In all the examples we have called the ProcessDocument method to generate our PDF. In actual fact this method is a wrapper on the PDFDocument class for the complete lifecycle of the scryber Document Processing stages.

It is important that each of these stages are completed, but they can be executed independently in a number of ways.
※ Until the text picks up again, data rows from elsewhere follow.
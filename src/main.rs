use chrono::NaiveDate;
use clap::{Parser, Subcommand};
use hl7_adt_link::{
    Acknowledgment, Config, Listener, MemoryDirectory, PatientRecord, Router, SnapshotBroadcaster,
};
use log::{info, warn};
use std::error::Error;
use std::process::ExitCode;
use std::sync::Arc;
use std::time::Duration;
use tokio::sync::broadcast::error::RecvError;

#[derive(Parser)]
#[command(name = "hl7-adt")]
#[command(about = "HL7 ADT^A01/A03 exchange over MLLP", long_about = None)]
struct Cli {
    #[command(subcommand)]
    command: Commands,
}

#[derive(Subcommand)]
enum Commands {
    /// Run the HIS side: accept ADT messages and keep the patient list
    Listen {
        /// Port to bind (defaults to HL7_LISTEN_PORT or 2575)
        #[arg(short, long)]
        port: Option<u16>,
    },

    /// Send an ADT^A01 for a patient
    Admit {
        #[command(flatten)]
        patient: PatientArgs,
        #[command(flatten)]
        target: TargetArgs,
    },

    /// Send an ADT^A03 for a patient
    Discharge {
        #[command(flatten)]
        patient: PatientArgs,
        #[command(flatten)]
        target: TargetArgs,
    },
}

#[derive(clap::Args)]
struct PatientArgs {
    #[arg(long)]
    id: u64,
    #[arg(long)]
    first: String,
    #[arg(long)]
    last: String,
    /// Date of birth, YYYY-MM-DD
    #[arg(long)]
    dob: NaiveDate,
}

#[derive(clap::Args)]
struct TargetArgs {
    /// HIS host (defaults to HL7_SERVER_HOST or localhost)
    #[arg(long)]
    host: Option<String>,
    /// HIS port (defaults to HL7_SERVER_PORT or 2575)
    #[arg(long)]
    port: Option<u16>,
    /// Exchange timeout in milliseconds
    #[arg(long)]
    timeout_ms: Option<u64>,
}

impl From<PatientArgs> for PatientRecord {
    fn from(args: PatientArgs) -> Self {
        PatientRecord::new(args.id, args.first, args.last, args.dob)
    }
}

impl TargetArgs {
    fn apply(self, config: &mut Config) {
        if let Some(host) = self.host {
            config.server_host = host;
        }
        if let Some(port) = self.port {
            config.server_port = port;
        }
        if let Some(timeout_ms) = self.timeout_ms {
            config.timeout = Duration::from_millis(timeout_ms);
        }
    }
}

#[tokio::main]
async fn main() -> Result<ExitCode, Box<dyn Error>> {
    env_logger::Builder::from_env(env_logger::Env::default().default_filter_or("info")).init();

    let cli = Cli::parse();
    let mut config = Config::from_env()?;

    match cli.command {
        Commands::Listen { port } => {
            if let Some(port) = port {
                config.listen_port = port;
            }
            listen(config).await?;
            Ok(ExitCode::SUCCESS)
        }
        Commands::Admit { patient, target } => {
            target.apply(&mut config);
            let ack = config.session().admit(&patient.into()).await?;
            Ok(report(&ack))
        }
        Commands::Discharge { patient, target } => {
            target.apply(&mut config);
            let ack = config.session().discharge(&patient.into()).await?;
            Ok(report(&ack))
        }
    }
}

fn report(ack: &Acknowledgment) -> ExitCode {
    match &ack.reason {
        Some(reason) => println!("{}: {}", ack.outcome, reason),
        None => println!("{}", ack.outcome),
    }
    if ack.is_accepted() {
        ExitCode::SUCCESS
    } else {
        ExitCode::FAILURE
    }
}

async fn listen(config: Config) -> Result<(), Box<dyn Error>> {
    let broadcaster = SnapshotBroadcaster::new(16);
    let router = Router::new(
        Arc::new(MemoryDirectory::new()),
        Arc::new(broadcaster.clone()),
    );

    // stands in for the real-time channel the web clients subscribe to
    let mut updates = broadcaster.subscribe();
    tokio::spawn(async move {
        loop {
            match updates.recv().await {
                Ok(snapshot) => info!("Patient list updated ({} patients)", snapshot.len()),
                Err(RecvError::Lagged(missed)) => warn!("Skipped {} patient list updates", missed),
                Err(RecvError::Closed) => break,
            }
        }
    });

    let listener = Listener::bind(config.listen_addr(), Arc::new(router), config.routing.reversed())
        .await?
        .with_read_timeout(config.read_timeout)
        .with_max_frame_length(config.max_frame_length);
    info!("HL7 server listening on {}", listener.local_addr()?);

    listener.run().await;
    Ok(())
}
The following 3 methods are equivalent

    protected void SimpleProcessDocument(string template, string output)
    {
        using (PDFDocument doc = PDFDocument.ParseDocument(template))
        {
            doc.ProcessDocument(output);
        }
    }

    protected void ExtendedProcessDocument(string template, string output, bool bind)
    {
        using (PDFDocument doc = PDFDocument.ParseDocument(template))
        {
            doc.InitializeAndLoad();

            if (bind)
                doc.DataBind();

            doc.RenderToPDF(output, System.IO.FileMode.Create);
        }
    }

    protected void FullProcessDocument(string template, string output, bool bind)
    {
        using (PDFDocument doc = PDFDocument.ParseDocument(template))
        {
            PDFTraceLog log = PDFTraceContext.GetLog();
            PDFItemCollection items = doc.Items;

            //Initialize
            PDFInitContext init = new PDFInitContext(items,log);
            doc.Init(init);

            //Load
            PDFLoadContext load = new PDFLoadContext(items,log);
            doc.Load(load);

            // optional bind
            if (bind)
                doc.DataBind();

            //final render
            doc.RenderToPDF(output, System.IO.FileMode.Create);
        }
    }
It is possible to split the Layout and Render into separate methods too, but not recommended. The real benefit for splitting the process is to add dynamic content, alter item collections, or control the databinding explicitly.